* Saved entries *
+---+

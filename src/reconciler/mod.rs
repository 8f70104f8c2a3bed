//! Reconciliation logic for ResolutionRequest records
//!
//! The reconciler turns an observed request into either a populated
//! success status or a terminal failure, under a bounded resolution
//! deadline and in the presence of concurrent workers and external-API
//! races. It follows the Kubernetes controller pattern: the work-queue
//! delivers a key, the reconciler drives the record to a terminal state,
//! and the error policy translates classified failures into queue
//! behavior.

mod client;

use std::collections::BTreeMap;
use std::sync::Arc;
use std::time::Duration;

use base64::{engine::general_purpose::STANDARD, Engine};
use kube::runtime::controller::Action;
use kube::ResourceExt;
use serde::Serialize;
use tokio::sync::oneshot;
use tracing::{debug, error, instrument, warn};

use crate::config::ConfigSource;
use crate::crd::{Condition, ConditionStatus, ResolutionRequest};
use crate::error::{ReconcileError, ResolutionError, REASON_RESOLVED};
use crate::leader::LeaderGate;
use crate::resolver::{ResolutionContext, ResolvedArtifact, Resolver};
use crate::DEFAULT_MAXIMUM_RESOLUTION_DURATION;

pub use client::{KubeRequestClient, ReflectorStore, RequestClient, RequestStore};

#[cfg(test)]
pub use client::{MockRequestClient, MockRequestStore};

/// Component name used in fetch errors for the request record itself
const REQUEST_LISTER_NAME: &str = "resolutionrequest";

/// Drives ResolutionRequest records to a terminal state.
///
/// Performs the functionality common to all resolvers and delegates the
/// domain-specific fetch to the embedded plug-in. All fields are read-only
/// after construction; every piece of mutable state lives in the request
/// record at the control plane.
pub struct Reconciler<R> {
    resolver: Arc<R>,
    store: Arc<dyn RequestStore>,
    client: Arc<dyn RequestClient>,
    config: Arc<dyn ConfigSource>,
    leader: Arc<dyn LeaderGate>,
}

impl<R: Resolver> Reconciler<R> {
    /// New reconciler around the given resolver and control-plane seams
    pub fn new(
        resolver: Arc<R>,
        store: Arc<dyn RequestStore>,
        client: Arc<dyn RequestClient>,
        config: Arc<dyn ConfigSource>,
        leader: Arc<dyn LeaderGate>,
    ) -> Self {
        Self {
            resolver,
            store,
            client,
            config,
            leader,
        }
    }

    /// Reconcile one request key of the form "namespace/name".
    ///
    /// Looks the request up, short-circuits if it is already terminal and
    /// otherwise runs the resolver under the resolution deadline. Returns
    /// `Ok` for terminal writes and idempotent skips; permanent errors for
    /// every classified failure.
    #[instrument(skip(self, key), fields(key = %key))]
    pub async fn reconcile(&self, key: &str) -> Result<(), ReconcileError> {
        let Some((namespace, name)) = split_key(key) else {
            return Err(ReconcileError::permanent(
                ResolutionError::InvalidResourceKey(key.to_string()),
            ));
        };

        // Non-leaders receive keys from the shared queue but must not
        // mutate the record.
        if !self.leader.is_leader(key) {
            debug!("not the leader for this key, skipping");
            return Ok(());
        }

        let rr = match self.store.get(namespace, name) {
            Some(rr) => rr,
            None => {
                return Err(ReconcileError::permanent(
                    ResolutionError::GettingResource {
                        resolver_name: REQUEST_LISTER_NAME.to_string(),
                        key: key.to_string(),
                        message: "resolution request not found".to_string(),
                    },
                ));
            }
        };

        if rr.is_done() {
            debug!("request already terminal, skipping redelivery");
            return Ok(());
        }

        let rcx = self.request_context(namespace).await;
        self.resolve(&rcx, key, &rr).await
    }

    /// Build the per-reconcile context: request namespace plus the
    /// resolver's configuration mapping. A config load failure degrades to
    /// an empty mapping rather than failing the reconcile.
    async fn request_context(&self, namespace: &str) -> ResolutionContext {
        let config_name = self.resolver.get_config_name(&ResolutionContext::background());
        let config = match self.config.load(&config_name).await {
            Ok(config) => config,
            Err(e) => {
                warn!(config = %config_name, error = %e, "error loading resolver config, using empty mapping");
                BTreeMap::new()
            }
        };
        ResolutionContext::new(namespace, config)
    }

    /// Effective resolution deadline: the plug-in may shrink the framework
    /// maximum but never extend it.
    fn resolution_timeout(&self, rcx: &ResolutionContext) -> Duration {
        self.resolver
            .get_resolution_timeout(rcx, DEFAULT_MAXIMUM_RESOLUTION_DURATION)
            .min(DEFAULT_MAXIMUM_RESOLUTION_DURATION)
    }

    /// Run validate-then-resolve on a worker task and arbitrate between
    /// worker outcome and the resolution deadline.
    ///
    /// The worker posts exactly one tagged outcome into a capacity-one
    /// slot; the send is discarded if the deadline already fired. Status
    /// writes happen on this task, which outlives the deadline.
    async fn resolve(
        &self,
        rcx: &ResolutionContext,
        key: &str,
        rr: &ResolutionRequest,
    ) -> Result<(), ReconcileError> {
        let timeout = self.resolution_timeout(rcx);

        let (tx, rx) = oneshot::channel();
        let resolver = Arc::clone(&self.resolver);
        let params = rr.spec.parameters.clone();
        let worker_ctx = rcx.clone();
        let worker_key = key.to_string();
        let worker = tokio::spawn(async move {
            let outcome = match resolver.validate_params(&worker_ctx, &params).await {
                Err(e) => Err(ResolutionError::InvalidRequest {
                    key: worker_key,
                    message: e.to_string(),
                }),
                Ok(()) => match resolver.resolve(&worker_ctx, &params).await {
                    Err(e) => Err(ResolutionError::GettingResource {
                        resolver_name: resolver.get_name(&worker_ctx),
                        key: worker_key,
                        message: e.to_string(),
                    }),
                    Ok(artifact) => Ok(artifact),
                },
            };
            let _ = tx.send(outcome);
        });

        tokio::select! {
            outcome = rx => match outcome {
                Ok(Ok(artifact)) => self.write_resolved_data(key, rr, artifact).await,
                Ok(Err(err)) => Err(self.on_error(Some(rr), err).await),
                // The worker died without posting an outcome. Nothing
                // classified this, so hand the queue a retryable error.
                Err(_) => Err(ReconcileError::transient(ResolutionError::unknown(
                    "resolution worker exited without a result",
                ))),
            },
            _ = tokio::time::sleep(timeout) => {
                worker.abort();
                Err(self
                    .on_error(Some(rr), ResolutionError::Timeout {
                        key: key.to_string(),
                        timeout,
                    })
                    .await)
            }
        }
    }

    /// Terminal failure handling: best-effort MarkFailed, then a permanent
    /// wrapper so the queue never redelivers the key. A failure to record
    /// the failure is logged and must not mask the original cause.
    async fn on_error(
        &self,
        rr: Option<&ResolutionRequest>,
        err: ResolutionError,
    ) -> ReconcileError {
        if let Some(rr) = rr {
            if let Err(write_err) = self.mark_failed(rr, &err).await {
                warn!(error = %write_err, "error marking resolution request as failed");
            }
        }
        ReconcileError::permanent(err)
    }

    /// Mark the request as terminally failed.
    ///
    /// Re-fetches through the writing client (not the lister) so the
    /// latest generation and status are observed; a record a concurrent
    /// writer already finalized is left untouched.
    pub async fn mark_failed(
        &self,
        rr: &ResolutionRequest,
        err: &ResolutionError,
    ) -> Result<(), ResolutionError> {
        let namespace = rr.namespace().unwrap_or_default();
        let name = rr.name_any();
        let key = format!("{namespace}/{name}");
        let reason = err.reason();

        let mut latest = match self.client.get(&namespace, &name).await {
            Ok(latest) => latest,
            Err(get_err) => {
                warn!(key = %key, error = %get_err, "error getting latest generation of resolution request");
                return Err(get_err);
            }
        };
        if latest.is_done() {
            return Ok(());
        }

        latest
            .status
            .get_or_insert_with(Default::default)
            .mark_failed(reason, &err.to_string());
        if let Err(update_err) = self.client.update_status(&latest).await {
            warn!(key = %key, error = %update_err, "error marking resolution request as failed");
            return Err(update_err);
        }
        Ok(())
    }

    /// Write the resolved artifact into the request status.
    ///
    /// The bytes are strict-base64 encoded and merge-patched together with
    /// the resolver's annotations and the Succeeded=True condition, closing
    /// the state machine in a single write.
    async fn write_resolved_data(
        &self,
        key: &str,
        rr: &ResolutionRequest,
        artifact: ResolvedArtifact,
    ) -> Result<(), ReconcileError> {
        let namespace = rr.namespace().unwrap_or_default();
        let name = rr.name_any();

        let patch = StatusDataPatch {
            annotations: artifact.annotations,
            data: STANDARD.encode(&artifact.data),
            conditions: vec![Condition::succeeded(
                ConditionStatus::True,
                REASON_RESOLVED,
                "",
            )],
        };
        let body = match serde_json::to_value(patch) {
            Ok(status) => serde_json::json!({ "status": status }),
            Err(e) => {
                let err = ResolutionError::UpdatingRequest {
                    key: key.to_string(),
                    message: format!("error serializing resource request patch: {e}"),
                };
                return Err(self.on_error(Some(rr), err).await);
            }
        };

        if let Err(patch_err) = self.client.patch_status(&namespace, &name, &body).await {
            let err = ResolutionError::UpdatingRequest {
                key: key.to_string(),
                message: patch_err.to_string(),
            };
            return Err(self.on_error(Some(rr), err).await);
        }
        Ok(())
    }
}

/// JSON shape merge-patched into a request's status on success
#[derive(Serialize)]
struct StatusDataPatch {
    annotations: BTreeMap<String, String>,
    data: String,
    conditions: Vec<Condition>,
}

/// Split a work-queue key into (namespace, name)
fn split_key(key: &str) -> Option<(&str, &str)> {
    let (namespace, name) = key.split_once('/')?;
    if namespace.is_empty() || name.is_empty() || name.contains('/') {
        return None;
    }
    Some((namespace, name))
}

/// Reconcile entry point for the controller runtime
pub async fn reconcile<R: Resolver>(
    request: Arc<ResolutionRequest>,
    reconciler: Arc<Reconciler<R>>,
) -> Result<Action, ReconcileError> {
    let key = format!(
        "{}/{}",
        request.namespace().unwrap_or_default(),
        request.name_any()
    );
    reconciler.reconcile(&key).await?;
    // Terminal write or idempotent skip; wait for a spec change.
    Ok(Action::await_change())
}

/// Error policy for the controller runtime.
///
/// Classified failures are permanent: redelivery cannot help, so the queue
/// waits for a spec change. Everything else is retried with backoff.
pub fn error_policy<R: Resolver>(
    request: Arc<ResolutionRequest>,
    error: &ReconcileError,
    _reconciler: Arc<Reconciler<R>>,
) -> Action {
    error!(
        error = %error,
        request = %request.name_any(),
        "reconciliation failed"
    );
    if error.is_permanent() {
        Action::await_change()
    } else {
        Action::requeue(Duration::from_secs(5))
    }
}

+---+

* Exercise instructions *
The lines from the one containing "-> Result<Action, ReconcileError>" through the end of the data are to be copied exactly, the first and last of them included.

* Completed exercise *
) -> Result<Action, ReconcileError> {
    let key = format!(
        "{}/{}",
        request.namespace().unwrap_or_default(),
        request.name_any()
    );
    reconciler.reconcile(&key).await?;
    // Terminal write or idempotent skip; wait for a spec change.
    Ok(Action::await_change())
}

/// Error policy for the controller runtime.
///
/// Classified failures are permanent: redelivery cannot help, so the queue
/// waits for a spec change. Everything else is retried with backoff.
pub fn error_policy<R: Resolver>(
    request: Arc<ResolutionRequest>,
    error: &ReconcileError,
    _reconciler: Arc<Reconciler<R>>,
) -> Action {
    error!(
        error = %error,
        request = %request.name_any(),
        "reconciliation failed"
    );
    if error.is_permanent() {
        Action::await_change()
    } else {
        Action::requeue(Duration::from_secs(5))
    }
}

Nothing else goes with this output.